A mouse is used as a control device with the object presentation device 10 connected. The mouse 19 has a left button 19L and a right button 19R on. In the following description, pressing the left button will 19L as "left click" and pressing the right button 19R is called a "right click." If the user uses the mouse 19 moves, the mouse-operated cursor C, which moves accordingly, on the display 18 the picture taken by the camera head 12 is captured, the image overlaid reproduced. The user uses the mouse 19 for an on-screen display (OSD) which will be described below or for specifying the area to be enlarged. In this example, a mouse is used as a control device, but a tablet, a digitizer, a trackball, a joystick, or a remote controller with arrow keys may be used as the control device.

2 FIG. 12 shows an example of an image of the device displaying an object.
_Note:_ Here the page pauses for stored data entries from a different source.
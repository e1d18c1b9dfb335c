use axum::{
    Json,
    extract::{State, rejection::JsonRejection},
    http::StatusCode,
};
use serde::Deserialize;
use serde_json::{Value, json};
use tidewire_model::UserId;

use crate::infra::{app_state::AppState, errors::AppResult};

#[derive(Debug, Deserialize)]
#[serde(rename_all = "camelCase")]
pub struct AlertRequest {
    pub user_id: String,
    pub alert: Value,
}

/// Pushes an `alert:triggered` event to every live socket of the user. A user
/// with no sockets is accepted all the same.
pub async fn trigger_alert(
    State(state): State<AppState>,
    payload: Result<Json<AlertRequest>, JsonRejection>,
) -> AppResult<(StatusCode, Json<Value>)> {
    let Json(request) = payload?;
    let user_id = UserId::new(request.user_id)?;
    let report = state.gateway.notify_alert(&user_id, request.alert);

    Ok((
        StatusCode::ACCEPTED,
        Json(json!({
            "userId": user_id,
            "delivered": report.delivered,
        })),
    ))
}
FIG 10 on the display device 18 is used. In this case, the rendered image is that of an apple. The picture of the camera head 12 taken picture is on the display 18 and the mouse-controlled cursor MC, the OSD 21 or the like, the image is superimposed.

The OSD 21 is a graphical user interface for various settings and operations of the device 10 to play an item. The OSD 21 has a plurality of tabs A to E. A plurality of actuation fields are associated with each tab. The user can also use the OSD 21 to draw various shapes, such as a rectangle B1 or a curve L1 on the screen in addition to the above settings or operations.
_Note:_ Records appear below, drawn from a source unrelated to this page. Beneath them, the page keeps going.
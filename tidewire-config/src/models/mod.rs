pub mod sources;

use std::{fmt, path::PathBuf, time::Duration};

use url::Url;

use crate::{constants::*, loader::error::ConfigLoadError};

#[derive(Debug, Clone)]
pub struct Config {
    pub server: ServerConfig,
    pub redis: RedisConfig,
    pub publisher: PublisherConfig,
    pub gateway: GatewayConfig,
    pub upstream: Option<UpstreamConfig>,
    pub dev_mode: bool,
    pub metadata: ConfigMetadata,
}

#[derive(Debug, Clone)]
pub struct ServerConfig {
    pub host: String,
    pub port: u16,
}

impl Default for ServerConfig {
    fn default() -> Self {
        Self {
            host: DEFAULT_SERVER_HOST.to_string(),
            port: DEFAULT_SERVER_PORT,
        }
    }
}

/// Connection settings shared by the publish and subscribe connections.
#[derive(Clone)]
pub struct RedisConfig {
    /// Full `redis://` URL; when set it wins over host/port/db.
    pub url: Option<String>,
    pub host: String,
    pub port: u16,
    pub username: Option<String>,
    pub password: Option<String>,
    pub db: i64,
    pub connect: ConnectionRetry,
}

impl Default for RedisConfig {
    fn default() -> Self {
        Self {
            url: None,
            host: DEFAULT_REDIS_HOST.to_string(),
            port: DEFAULT_REDIS_PORT,
            username: None,
            password: None,
            db: 0,
            connect: ConnectionRetry::default(),
        }
    }
}

impl RedisConfig {
    /// Resolves the URL handed to the Redis client. Credentials configured
    /// separately are merged into an explicit URL that carries none.
    pub fn connection_url(&self) -> Result<Url, ConfigLoadError> {
        let mut url = match &self.url {
            Some(raw) => Url::parse(raw).map_err(|source| ConfigLoadError::InvalidRedisUrl {
                reason: source.to_string(),
            })?,
            None => Url::parse(&format!("redis://{}:{}/{}", self.host, self.port, self.db))
                .map_err(|source| ConfigLoadError::InvalidRedisUrl {
                    reason: source.to_string(),
                })?,
        };

        if !matches!(url.scheme(), "redis" | "rediss") {
            return Err(ConfigLoadError::InvalidRedisUrl {
                reason: format!("unsupported scheme `{}`", url.scheme()),
            });
        }

        if url.username().is_empty()
            && let Some(username) = &self.username
        {
            url.set_username(username)
                .map_err(|_| ConfigLoadError::InvalidRedisUrl {
                    reason: "username cannot be set on this URL".into(),
                })?;
        }

        if url.password().is_none()
            && let Some(password) = &self.password
        {
            url.set_password(Some(password))
                .map_err(|_| ConfigLoadError::InvalidRedisUrl {
                    reason: "password cannot be set on this URL".into(),
                })?;
        }

        Ok(url)
    }

    /// Connection URL with the password masked, for logs.
    pub fn redacted_url(&self) -> String {
        match self.connection_url() {
            Ok(mut url) => {
                if url.password().is_some() {
                    let _ = url.set_password(Some("***"));
                }
                url.to_string()
            }
            Err(err) => format!("<invalid: {err}>"),
        }
    }

    pub fn has_credentials(&self) -> bool {
        self.connection_url()
            .map(|url| url.password().is_some())
            .unwrap_or(false)
    }
}

impl fmt::Debug for RedisConfig {
    fn fmt(&self, f: &mut fmt::Formatter<'_>) -> fmt::Result {
        f.debug_struct("RedisConfig")
            .field("url", &self.redacted_url())
            .field("connect", &self.connect)
            .finish()
    }
}

/// Backoff applied when (re)establishing broker connections. Independent of
/// the publish retry policy.
#[derive(Debug, Clone)]
pub struct ConnectionRetry {
    pub retries: usize,
    pub backoff_base: Duration,
    pub backoff_max: Duration,
}

impl Default for ConnectionRetry {
    fn default() -> Self {
        Self {
            retries: DEFAULT_REDIS_CONNECT_RETRIES,
            backoff_base: DEFAULT_REDIS_BACKOFF_BASE,
            backoff_max: DEFAULT_REDIS_BACKOFF_MAX,
        }
    }
}

/// Bounded retry for task publishes. A factor of `1.0` keeps the delay fixed.
#[derive(Debug, Clone)]
pub struct PublisherConfig {
    pub max_retries: u32,
    pub retry_delay: Duration,
    pub backoff_factor: f64,
    pub max_delay: Duration,
}

impl Default for PublisherConfig {
    fn default() -> Self {
        Self {
            max_retries: DEFAULT_PUBLISH_MAX_RETRIES,
            retry_delay: DEFAULT_PUBLISH_RETRY_DELAY,
            backoff_factor: DEFAULT_PUBLISH_BACKOFF_FACTOR,
            max_delay: DEFAULT_PUBLISH_MAX_DELAY,
        }
    }
}

#[derive(Debug, Clone)]
pub struct GatewayConfig {
    /// Path segment the WebSocket endpoint is mounted under.
    pub namespace: String,
    /// Per-connection queue of outbound frames.
    pub outbound_buffer: usize,
    pub cors_allowed_origins: Vec<String>,
}

impl Default for GatewayConfig {
    fn default() -> Self {
        Self {
            namespace: DEFAULT_GATEWAY_NAMESPACE.to_string(),
            outbound_buffer: DEFAULT_GATEWAY_OUTBOUND_BUFFER,
            cors_allowed_origins: default_cors_origins(),
        }
    }
}

impl GatewayConfig {
    pub fn route_path(&self) -> String {
        format!("/{}", self.namespace)
    }

    pub fn is_wildcard_included(&self) -> bool {
        self.cors_allowed_origins
            .iter()
            .any(|origin| origin.trim() == "*")
    }
}

/// Endpoint the reconnecting consumer pulls tasks from.
#[derive(Debug, Clone)]
pub struct UpstreamConfig {
    pub url: String,
    pub max_reconnects: u32,
    pub reconnect_delay: Duration,
}

#[derive(Debug, Clone, Default)]
pub struct ConfigMetadata {
    pub config_path: Option<PathBuf>,
    pub env_file_loaded: bool,
}

#[cfg(test)]
mod tests {
    use super::*;

    #[test]
    fn url_is_built_from_parts_with_credentials() {
        let redis = RedisConfig {
            host: "cache.internal".into(),
            port: 6380,
            password: Some("s3cr3t".into()),
            db: 2,
            ..RedisConfig::default()
        };
        let url = redis.connection_url().unwrap();
        assert_eq!(url.as_str(), "redis://:s3cr3t@cache.internal:6380/2");
        assert!(redis.has_credentials());
        assert!(!redis.redacted_url().contains("s3cr3t"));
    }

    #[test]
    fn explicit_url_keeps_its_own_password() {
        let redis = RedisConfig {
            url: Some("redis://:inline@10.0.0.5:6379/0".into()),
            password: Some("ignored".into()),
            ..RedisConfig::default()
        };
        assert_eq!(
            redis.connection_url().unwrap().password(),
            Some("inline")
        );
    }

    #[test]
    fn non_redis_scheme_is_rejected() {
        let redis = RedisConfig {
            url: Some("http://localhost:6379".into()),
            ..RedisConfig::default()
        };
        assert!(matches!(
            redis.connection_url(),
            Err(ConfigLoadError::InvalidRedisUrl { .. })
        ));
    }
}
3 shows an example of the display on the zoom window for indicating the area to be enlarged. The device 10 for reproducing an object, the zoom window ZW, which is in 3 is shown in the picture again when the user performs certain operations. The user moves the zoom window ZW by moving the mouse 19 to indicate the desired area in the image. The image H in the zoom window ZW is reproduced with a relatively larger brightness than the other areas.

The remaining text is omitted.